INC-182827 · Issue 691528
URL security updated
Resolved in Pega Version 8.6.4
Security has been updated for URL tampering defense and Rule Security Mode.
INC-209298 · Issue 704141
Added security tokens to Worklist assignment error wizard
Resolved in Pega Version 8.6.4
After enabling CSRF, moving to 'Configure -> Case Management -> Tools -> Work Admin -> Worklist assignment errors' and then selecting a record and clicking on 'Delete' resulted in a '403 Forbidden' error. This has been resolved by adding CSRF and fingerprint tokens as part of the form data.
INC-211426 · Issue 706061
UI and code changes to support Client Assertion in Open ID Connect
Resolved in Pega Version 8.6.4
In order to support private_key_jwt, an enhancement has been added which will pass the “Client ID” and “Client assertion” (in the form of a signed JWT) as part of the authorization code grant flow for an IDP-initiated SSO. The Authorization Server will then authenticate Pega (the client) to verify the signature and payload of assertion by retrieving the public key via Pega’s JWKS endpoint.
INC-215343 · Issue 711141
Security updates
Resolved in Pega Version 8.6.4
Security updates have been made relating to rulesets using allow lists, checks for Java code injections, SAML-based SSO code, and supporting SFTP as part of the validation in the pxValidateURL rule.
SR-D71977 · Issue 535602
Obj-Browse will retrieve more than 50 records
Resolved in Pega Version 8.5
After performing multiple skims, a newly added property was not retrieved when an Obj-Browse was performed.
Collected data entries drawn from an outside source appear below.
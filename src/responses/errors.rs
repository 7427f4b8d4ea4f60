// responses/errors.rs
use crate::errors::ServerError;
use astra::{Body, Response, ResponseBuilder};
use serde_json::json;

pub type ResultResp = Result<Response, ServerError>;

/// Convert a ServerError into a JSON error response
pub fn error_to_response(err: &ServerError) -> Response {
    let message = if err.is_server_side() {
        // Storage details stay in the log.
        "internal server error".to_string()
    } else {
        err.to_string()
    };
    json_error_response(err.status(), &message)
}

/// Build a `{"error": message}` body
pub fn json_error_response(status: u16, message: &str) -> Response {
    let body = json!({ "error": message }).to_string();

    ResponseBuilder::new()
        .status(status)
        .header("Content-Type", mime::APPLICATION_JSON.as_ref())
        .body(Body::from(body))
        .unwrap_or_else(|_| Response::new(Body::empty()))
}
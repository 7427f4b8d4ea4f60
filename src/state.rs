// src/state.rs
use crate::config::Config;
use crate::db::Database;
use crate::services::{IdentityConfig, IdentityService};

/// Everything a request handler needs. Shared read-only by all workers.
pub struct AppState {
    pub db: Database,
    pub identity: IdentityService,
}

impl AppState {
    pub fn new(db: Database, identity: IdentityConfig) -> Self {
        Self {
            db,
            identity: IdentityService::new(identity),
        }
    }

    pub fn from_config(config: &Config) -> Self {
        Self::new(
            Database::new(&config.db_path),
            IdentityConfig {
                session_ttl_secs: config.session_ttl_secs,
                password_cost: config.password_cost,
            },
        )
    }
}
In Obj-Browse action, when a class is mapped to an external table and does not contain BLOB column pzpvstream, in a specific case where pxObjClass value is a reference to a parameter, a list of properties mapped to the class explicitly by querying pr4_rule_property table using NativeSQL is fetched. This call by default returns only 50 records: in cases where there are more than 50 properties for an external class, some of the properties from the obj-browse response mapping are therefore missed. To resolve this, the limit of 50 records has been removed from this NativeSQL call.
SR-D65112 · Issue 541149
Added support for imported rules to populate bixreportpage
Resolved in Pega Version 8.5
Extract rules were not holding the filter criteria after upgrade while performing save-as (for the first time) of the imported rules from the previous version. Criteria were held when the filters were created in the new version. This was caused by BIX extracts created in earlier releases (7.x) not having bixreportpage included. When an environment was upgraded to 8.x versions, opening an extract required the bixreportpage to be populated with RD metadata including the filters defined in the actual extract. Although the filters from the original extract were converted to filters that are acceptable by ReportDefinition, they were not being added to bixreportpage on opening the extract. To resolve this, the system has been updated to copy the filters back to bixreportpage on opening the extract in the upgraded environment.
SR-D76150 · Issue 539454
Logging updated for EmailListener and Data-Agent queue items
Resolved in Pega Version 8.5
In order to avoid the pr_sys_queue_ftsindexer table being overwhelmed with Data-Admin-Connect-EmailListener and Data-Agent-Queue instances for queued items, the Data-Admin-Connect-EmailListener and Data-Agent-Queue class definitions have been modified to filter queue items to incremental indexing if updates are from system and instance type is data- .
SR-D66986 · Issue 539414
BIX command line support improved
Resolved in Pega Version 8.5
Post-upgrade, it was seen that changes to the engine which validate that Data-Admin-DB-Name is not defined multiple times caused the BIX command line extracts to no longer work the same way. In order to improve backwards compatibility, updates have been made to loosen the validation in JdbcConfigurationFactory to always prefer prconfig settings if there are multiple definitions.
SR-D70890 · Issue 542871
Enhanced diagnostic logging for automatic search re-index
Resolved in Pega Version 8.5
To better analyze an out of memory error, enhanced diagnostic logging has been enabled for the below classes to get more information regarding re-index triggered automatically after search index is complete. PegaSearch.SearchManager.SearchInitlizationUtils PegaSearch.SearchManager.BuildIndicesTask Rule_Obj_Activity.pzLPFTSManagerRunBuildIndex.Pega_Search_Manager.Action PegaSearch.Indexer.AbstractIndexer
SR-D61971 · Issue 529608
Search Landing Page handling added for email addresses containing hyphens
Resolved in Pega Version 8.5
When an e-mail addresse containing a hyphen was entered for the Automated Search Alert functionality, the validation error "Please Enter Valid Email Address(s)" appeared. For example, [email protected] was not accepted. To resolve this, the regexp function used for the email validator has been updated.